The problems of logistics isn’t “a choice” it’s a very real thing.
Since the advent of GMO, starvation ls largely about political instability and conflicts. It’s hard to get food to warzones. Something to think about before promoting violence as a solution to a problem.
jerkface@lemmy.ca 2 weeks ago
There are 26 billion chickens, a billion pigs, a billion and a half cattle and bison, and another almost six billion sheep, goats, and ruminants living in human captivity. They all get fed. We feed them more than the total human population of the Earth can possibly eat.

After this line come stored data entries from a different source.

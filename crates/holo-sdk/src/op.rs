use crate::{Result, Sample};

/// Operator trait - unified interface for all pipeline stages
/// Returns:
/// - Some(sample) if the sample should be kept (may be modified)
/// - None if the sample should be filtered out
pub trait Operator: Send + Sync {
    fn process(&self, sample: Sample) -> Result<Option<Sample>>;
}

/// Factory for creating operators from config
pub trait OperatorFactory: Send + Sync {
    fn create(&self, config: &serde_yaml::Value) -> Result<Box<dyn Operator>>;
}
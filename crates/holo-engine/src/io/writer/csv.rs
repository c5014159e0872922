use super::Writer;
use anyhow::Context;
use holo_sdk::Sample;
use serde_json::Value;
use std::fs::File;
use std::path::Path;

/// Header-bearing CSV sink. Missing values are written as empty cells.
/// The file is kept even when no rows were written, so downstream readers
/// always find the header.
pub struct CsvWriter {
    writer: ::csv::Writer<File>,
    columns: Vec<String>,
    rows_written: usize,
}

impl CsvWriter {
    pub fn new(path: &Path, columns: Vec<String>) -> anyhow::Result<Self> {
        let mut writer = ::csv::Writer::from_path(path)
            .with_context(|| format!("Failed to create CSV file {:?}", path))?;
        writer.write_record(&columns)?;
        Ok(Self {
            writer,
            columns,
            rows_written: 0,
        })
    }
}

/// Render a cell. Floats use the shortest round-trip form, with a trailing
/// `.0` on integral values so `1981.0` stays distinguishable from `"1981"`.
pub fn format_cell(value: Option<&Value>) -> String {
    match value {
        None | Some(Value::Null) => String::new(),
        Some(Value::String(s)) => s.clone(),
        Some(Value::Number(n)) if n.is_f64() => n.as_f64().map(format_float).unwrap_or_default(),
        Some(Value::Number(n)) => n.to_string(),
        Some(Value::Bool(b)) => b.to_string(),
        Some(other) => other.to_string(),
    }
}

/// Shortest round-trip digits. Positional for decimal exponents in `-4..16`,
/// otherwise `d.ddde±XX` with at least two exponent digits.
pub fn format_float(value: f64) -> String {
    if value.is_nan() {
        return "nan".to_string();
    }
    if value.is_infinite() {
        return if value > 0.0 { "inf" } else { "-inf" }.to_string();
    }

    let sci = format!("{:e}", value);
    let parts = sci
        .split_once('e')
        .and_then(|(mantissa, exp)| exp.parse::<i32>().ok().map(|exp| (mantissa, exp)));
    match parts {
        Some((mantissa, exp)) if !(-4..16).contains(&exp) => {
            let sign = if exp < 0 { '-' } else { '+' };
            format!("{}e{}{:02}", mantissa, sign, exp.abs())
        }
        _ => {
            let plain = value.to_string();
            if plain.contains('.') {
                plain
            } else {
                format!("{}.0", plain)
            }
        }
    }
}

impl Writer for CsvWriter {
    fn write_sample(&mut self, sample: Sample) -> anyhow::Result<()> {
        let row: Vec<String> = self
            .columns
            .iter()
            .map(|col| format_cell(sample.get(col)))
            .collect();
        self.writer.write_record(&row)?;
        self.rows_written += 1;
        Ok(())
    }

    fn close(mut self: Box<Self>) -> anyhow::Result<bool> {
        self.writer.flush()?;
        Ok(self.rows_written > 0)
    }
}

#[cfg(test)]
mod tests {
    use super::*;
    use serde_json::json;

    #[test]
    fn formats_floats_like_a_dataframe_would() {
        assert_eq!(format_float(1981.0), "1981.0");
        assert_eq!(format_float(-500.0), "-500.0");
        assert_eq!(format_float(169.75574), "169.75574");
        assert_eq!(format_float(1958.5), "1958.5");
        assert_eq!(format_float(-0.0), "-0.0");
    }

    #[test]
    fn large_and_tiny_floats_use_exponent_form() {
        assert_eq!(format_float(1e15), "1000000000000000.0");
        assert_eq!(format_float(1e16), "1e+16");
        assert_eq!(format_float(1.2345678901234568e17), "1.2345678901234568e+17");
        assert_eq!(format_float(0.0001), "0.0001");
        assert_eq!(format_float(2.20462e-5), "2.20462e-05");
        assert_eq!(format_float(-3e-300), "-3e-300");
        assert_eq!(format_float(1e100), "1e+100");
    }

    #[test]
    fn non_finite_floats_are_spelled_out() {
        assert_eq!(format_float(f64::INFINITY), "inf");
        assert_eq!(format_float(f64::NEG_INFINITY), "-inf");
        assert_eq!(format_float(f64::NAN), "nan");
    }

    #[test]
    fn formats_cells_by_json_type() {
        assert_eq!(format_cell(None), "");
        assert_eq!(format_cell(Some(&Value::Null)), "");
        assert_eq!(format_cell(Some(&json!("1,358"))), "1,358");
        assert_eq!(format_cell(Some(&json!(77.0))), "77.0");
        assert_eq!(format_cell(Some(&json!(3))), "3");
    }

    #[test]
    fn writes_header_and_quotes_embedded_commas() {
        let dir = tempfile::tempdir().unwrap();
        let path = dir.path().join("people.csv");
        let columns = vec!["name".to_string(), "mass".to_string(), "mass_lb".to_string()];

        let mut writer: Box<dyn Writer> = Box::new(CsvWriter::new(&path, columns).unwrap());
        let sample =
            Sample::from_value(json!({"name": "Jabba", "mass": "1,358", "mass_lb": null}))
                .unwrap();
        writer.write_sample(sample).unwrap();
        assert!(writer.close().unwrap());

        let content = std::fs::read_to_string(&path).unwrap();
        assert_eq!(content, "name,mass,mass_lb\nJabba,\"1,358\",\n");
    }

    #[test]
    fn empty_output_still_has_a_header() {
        let dir = tempfile::tempdir().unwrap();
        let path = dir.path().join("empty.csv");
        let writer: Box<dyn Writer> =
            Box::new(CsvWriter::new(&path, vec!["name".to_string()]).unwrap());
        assert!(!writer.close().unwrap());
        assert_eq!(std::fs::read_to_string(&path).unwrap(), "name\n");
    }
}
use super::Reader;
use anyhow::{Context, Result};
use holo_sdk::Sample;
use serde_json::Value;
use std::fs::File;
use std::io::BufReader;
use std::path::Path;

/// Reads a file holding one JSON array of records, the shape the extractor
/// writes its raw snapshots in.
pub struct JsonArrayReader {
    records: std::vec::IntoIter<Value>,
}

impl JsonArrayReader {
    pub fn new(path: &Path) -> Result<Self> {
        let file = File::open(path).with_context(|| format!("Failed to open {:?}", path))?;
        let value: Value = serde_json::from_reader(BufReader::new(file))
            .with_context(|| format!("Failed to parse JSON in {:?}", path))?;

        let records = match value {
            Value::Array(records) => records,
            other => anyhow::bail!(
                "Expected a JSON array of records in {:?}, found {}",
                path,
                kind_of(&other)
            ),
        };

        Ok(Self {
            records: records.into_iter(),
        })
    }
}

fn kind_of(value: &Value) -> &'static str {
    match value {
        Value::Object(_) => "an object",
        Value::Array(_) => "an array",
        Value::String(_) => "a string",
        Value::Number(_) => "a number",
        Value::Bool(_) => "a bool",
        Value::Null => "null",
    }
}

impl Iterator for JsonArrayReader {
    type Item = Result<Sample>;

    fn next(&mut self) -> Option<Self::Item> {
        self.records.next().map(|value| Ok(Sample(value)))
    }
}

impl Reader for JsonArrayReader {}
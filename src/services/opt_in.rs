use crate::error::CircleError;
use crate::models::{OptInAttributes, OptInRecord, PartnerRef};
use crate::services::store::EventStore;
use std::sync::Arc;
use uuid::Uuid;

/// Opt-in pool operations for one event at a time
#[derive(Clone)]
pub struct OptInService {
    store: Arc<dyn EventStore>,
}

impl OptInService {
    pub fn new(store: Arc<dyn EventStore>) -> Self {
        Self { store }
    }

    /// Register `user_id` for the event, optionally linked to a partner
    ///
    /// The partner reference is resolved before the store's unit of work;
    /// the status, duplicate and conflict checks happen inside it.
    pub async fn opt_in(
        &self,
        event_id: Uuid,
        user_id: &str,
        attributes: OptInAttributes,
        partner: Option<PartnerRef>,
    ) -> Result<OptInRecord, CircleError> {
        let partner_id = match partner {
            Some(partner_ref) => Some(self.resolve_partner(user_id, &partner_ref).await?),
            None => None,
        };

        let record = OptInRecord::new(event_id, user_id, attributes);
        let record = self.store.apply_opt_in(event_id, record, partner_id).await?;

        tracing::info!(
            "User {} opted in to event {} (partner: {:?})",
            record.user_id,
            event_id,
            record.partner_user_id
        );

        Ok(record)
    }

    /// Remove the caller and their partner from the pool
    pub async fn opt_out(&self, event_id: Uuid, user_id: &str) -> Result<Vec<String>, CircleError> {
        let removed = self.store.apply_opt_out(event_id, user_id).await?;
        tracing::info!("Opted out of event {}: {:?}", event_id, removed);
        Ok(removed)
    }

    /// The pool ordered by user id
    pub async fn list_pool(&self, event_id: Uuid) -> Result<Vec<OptInRecord>, CircleError> {
        self.store.list_pool(event_id).await
    }

    async fn resolve_partner(&self, user_id: &str, partner_ref: &PartnerRef) -> Result<String, CircleError> {
        let resolved = self.store.resolve_user(partner_ref).await?;

        match resolved {
            Some(partner_id) if partner_id == user_id => {
                Err(CircleError::InvalidPartner("cannot partner with yourself".to_string()))
            }
            Some(partner_id) => Ok(partner_id),
            None => {
                tracing::debug!("Partner reference {:?} did not resolve", partner_ref);
                Err(CircleError::InvalidPartner(match partner_ref {
                    PartnerRef::UserId(id) => format!("unknown user {}", id),
                    PartnerRef::Email(email) => format!("no user with email {}", email),
                }))
            }
        }
    }
}

#[cfg(test)]
mod tests {
    use super::*;
    use crate::models::{Event, EventFormat};
    use crate::services::store::MemoryStore;

    async fn setup() -> (OptInService, Arc<MemoryStore>, Event) {
        let store = Arc::new(MemoryStore::new());
        store.register_user("alice", "alice@example.com").await;
        store.register_user("bob", "Bob@Example.com").await;
        store.register_user("carol", "carol@example.com").await;

        let event = Event::new(EventFormat::Rotating, 6, 6);
        store.create_event(&event).await.unwrap();

        (OptInService::new(store.clone()), store, event)
    }

    #[tokio::test]
    async fn test_partner_by_email_creates_partner_record() {
        let (service, store, event) = setup().await;

        let attrs = OptInAttributes {
            hosting_available: true,
            match_address: Some("1 Main St".to_string()),
            ..Default::default()
        };
        let record = service
            .opt_in(event.id, "alice", attrs, Some(PartnerRef::Email("bob@example.com".to_string())))
            .await
            .unwrap();
        assert_eq!(record.partner_user_id.as_deref(), Some("bob"));

        let bob = store.find_opt_in(event.id, "bob").await.unwrap().unwrap();
        assert_eq!(bob.partner_user_id.as_deref(), Some("alice"));
        assert!(bob.hosting_available());
        assert_eq!(bob.attributes.match_address.as_deref(), Some("1 Main St"));
    }

    #[tokio::test]
    async fn test_unknown_partner_rejected() {
        let (service, store, event) = setup().await;

        let result = service
            .opt_in(
                event.id,
                "alice",
                OptInAttributes::default(),
                Some(PartnerRef::UserId("nobody".to_string())),
            )
            .await;
        assert!(matches!(result, Err(CircleError::InvalidPartner(_))));
        assert_eq!(store.pool_count(event.id).await.unwrap(), 0);
    }

    #[tokio::test]
    async fn test_self_partner_rejected() {
        let (service, _, event) = setup().await;

        let result = service
            .opt_in(
                event.id,
                "alice",
                OptInAttributes::default(),
                Some(PartnerRef::Email("ALICE@example.com".to_string())),
            )
            .await;
        assert!(matches!(result, Err(CircleError::InvalidPartner(_))));
    }

    #[tokio::test]
    async fn test_partner_conflict() {
        let (service, _, event) = setup().await;

        service
            .opt_in(event.id, "alice", OptInAttributes::default(), Some(PartnerRef::UserId("bob".to_string())))
            .await
            .unwrap();

        let result = service
            .opt_in(event.id, "carol", OptInAttributes::default(), Some(PartnerRef::UserId("bob".to_string())))
            .await;
        assert!(matches!(result, Err(CircleError::PartnerConflict { .. })));
    }

    #[tokio::test]
    async fn test_opt_out_cascades_to_partner() {
        let (service, _, event) = setup().await;

        service
            .opt_in(event.id, "alice", OptInAttributes::default(), Some(PartnerRef::UserId("bob".to_string())))
            .await
            .unwrap();
        service
            .opt_in(event.id, "carol", OptInAttributes::default(), None)
            .await
            .unwrap();

        let mut removed = service.opt_out(event.id, "bob").await.unwrap();
        removed.sort();
        assert_eq!(removed, vec!["alice", "bob"]);

        let pool = service.list_pool(event.id).await.unwrap();
        assert_eq!(pool.len(), 1);
        assert_eq!(pool[0].user_id, "carol");
    }
}
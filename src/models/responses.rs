use crate::models::domain::{Circle, MatchingStatus};
use serde::{Deserialize, Serialize};
use uuid::Uuid;

/// Response for the status endpoint
#[derive(Debug, Clone, Serialize, Deserialize)]
pub struct StatusResponse {
    #[serde(rename = "matchingStatus")]
    pub matching_status: MatchingStatus,
    #[serde(rename = "poolCount")]
    pub pool_count: usize,
    #[serde(rename = "isOptedIn")]
    pub is_opted_in: bool,
    #[serde(rename = "userCircle", skip_serializing_if = "Option::is_none")]
    pub user_circle: Option<Circle>,
}

/// Response for the opt-out endpoint
#[derive(Debug, Clone, Serialize, Deserialize)]
pub struct OptOutResponse {
    #[serde(rename = "removedUserIds")]
    pub removed_user_ids: Vec<String>,
}

/// Response for the trigger endpoint
///
/// `unhostedCircles` is non-empty when some hosted circles committed without a
/// host and need manual resolution.
#[derive(Debug, Clone, Serialize, Deserialize)]
pub struct TriggerResponse {
    #[serde(rename = "eventId")]
    pub event_id: Uuid,
    #[serde(rename = "matchingStatus")]
    pub matching_status: MatchingStatus,
    pub circles: Vec<Circle>,
    #[serde(rename = "unhostedCircles")]
    pub unhosted_circles: Vec<Uuid>,
}

/// Response for the results endpoint
#[derive(Debug, Clone, Serialize, Deserialize)]
pub struct CirclesResponse {
    #[serde(rename = "eventId")]
    pub event_id: Uuid,
    pub circles: Vec<Circle>,
}

/// Health check response
#[derive(Debug, Clone, Serialize, Deserialize)]
pub struct HealthResponse {
    pub status: String,
    pub version: String,
    pub timestamp: chrono::DateTime<chrono::Utc>,
}

/// Error response
#[derive(Debug, Clone, Serialize, Deserialize)]
pub struct ErrorResponse {
    pub error: String,
    pub message: String,
    #[serde(rename = "statusCode")]
    pub status_code: u16,
}
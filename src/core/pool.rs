use crate::error::CircleError;
use crate::models::{Event, OptInRecord};

/// Changes an opt-in makes to the pool, computed from the rows read inside the
/// store's transaction and applied by the store as one unit.
#[derive(Debug, Clone, PartialEq)]
pub struct OptInPlan {
    /// The caller's new record
    pub record: OptInRecord,
    /// A record created on behalf of a partner who had not opted in yet
    pub partner_record: Option<OptInRecord>,
    /// An existing partner record to link back to the caller
    pub link_partner: Option<String>,
}

impl OptInPlan {
    /// All records to insert, caller first
    pub fn inserts(&self) -> impl Iterator<Item = &OptInRecord> {
        std::iter::once(&self.record).chain(self.partner_record.iter())
    }
}

/// Decide what an opt-in does to the pool
///
/// # Arguments
/// * `event` - The event, read under lock
/// * `existing` - The caller's current record for the event, if any
/// * `partner` - The resolved partner id and the partner's current record, if any
/// * `record` - The caller's new record (partner link is filled in here)
pub fn plan_opt_in(
    event: &Event,
    existing: Option<&OptInRecord>,
    partner: Option<(&str, Option<&OptInRecord>)>,
    mut record: OptInRecord,
) -> Result<OptInPlan, CircleError> {
    if !event.is_open() {
        return Err(CircleError::EventNotOpen {
            event_id: event.id,
            status: event.matching_status,
        });
    }

    if existing.is_some() {
        return Err(CircleError::AlreadyOptedIn {
            event_id: event.id,
            user_id: record.user_id,
        });
    }

    let Some((partner_id, partner_record)) = partner else {
        record.partner_user_id = None;
        return Ok(OptInPlan {
            record,
            partner_record: None,
            link_partner: None,
        });
    };

    if partner_id == record.user_id {
        return Err(CircleError::InvalidPartner(
            "a participant cannot partner with themselves".to_string(),
        ));
    }

    record.partner_user_id = Some(partner_id.to_string());

    match partner_record {
        Some(existing_partner) => match existing_partner.partner_user_id.as_deref() {
            Some(linked_to) if linked_to != record.user_id => Err(CircleError::PartnerConflict {
                partner_id: partner_id.to_string(),
                linked_to: linked_to.to_string(),
            }),
            // A partner pointing at a caller without a record is a dangling link
            Some(_) => Err(CircleError::CorruptPartnerLink {
                user_id: partner_id.to_string(),
                partner_id: record.user_id,
            }),
            None => Ok(OptInPlan {
                record,
                partner_record: None,
                link_partner: Some(partner_id.to_string()),
            }),
        },
        None => {
            // Households share a home, so the partner inherits hosting and address
            let mut attributes = record.attributes.clone();
            attributes.dietary_restrictions.clear();
            attributes.interests.clear();
            attributes.course_preference = None;

            let partner_record = OptInRecord::new(event.id, partner_id, attributes)
                .with_partner(record.user_id.clone());

            Ok(OptInPlan {
                record,
                partner_record: Some(partner_record),
                link_partner: None,
            })
        }
    }
}

/// Decide which records an opt-out removes: the caller's and, cascading, the partner's
pub fn plan_opt_out(
    event: &Event,
    user_id: &str,
    existing: Option<&OptInRecord>,
) -> Result<Vec<String>, CircleError> {
    if !event.is_open() {
        return Err(CircleError::EventNotOpen {
            event_id: event.id,
            status: event.matching_status,
        });
    }

    let record = existing.ok_or_else(|| CircleError::NotOptedIn {
        event_id: event.id,
        user_id: user_id.to_string(),
    })?;

    let mut removed = vec![record.user_id.clone()];
    if let Some(partner_id) = &record.partner_user_id {
        removed.push(partner_id.clone());
    }

    Ok(removed)
}

/// Order a pool snapshot deterministically by user id
pub fn sort_pool(pool: &mut [OptInRecord]) {
    pool.sort_by(|a, b| a.user_id.cmp(&b.user_id));
}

BlackLaZoR@lemmy.world 2 weeks ago
Don’t know about your shit hole state, but in EU trade of expired food is strictly forbidden.
Because health concerns.
Z745812939054@lemmy.zip 2 weeks ago
the peasant class exists to generate more money for the owner class, not the other way around.
always has been
PixellatedDave@feddit.uk 2 weeks ago
I think also rich people need to have poor people otherwise they won’t be seen to be rich. Also wealth = power
Z745812939054@lemmy.zip 2 weeks ago
you make a good point, but i think of “rich people” as the families who have been unimaginably wealthy for hundreds of years. not musk, not bezos, bill gates, etc. the “old money” doesn’t care if you know they’re rich–in fact they would prefer you didn’t. they just want to control the trajectory of your life in order to keep you in your place, and prevent you from encroaching on their position of power.
think warburgs and rothschilds, not the idiotic rich people flaunting their wealth on twitter
unwarlikeExtortion@lemmy.ml 2 weeks ago
Yeah. A rich person can’t exist when no-one’s poor.
LongLive@lemmy.world 2 weeks ago
is there a low volume (byte wise) guillotine available?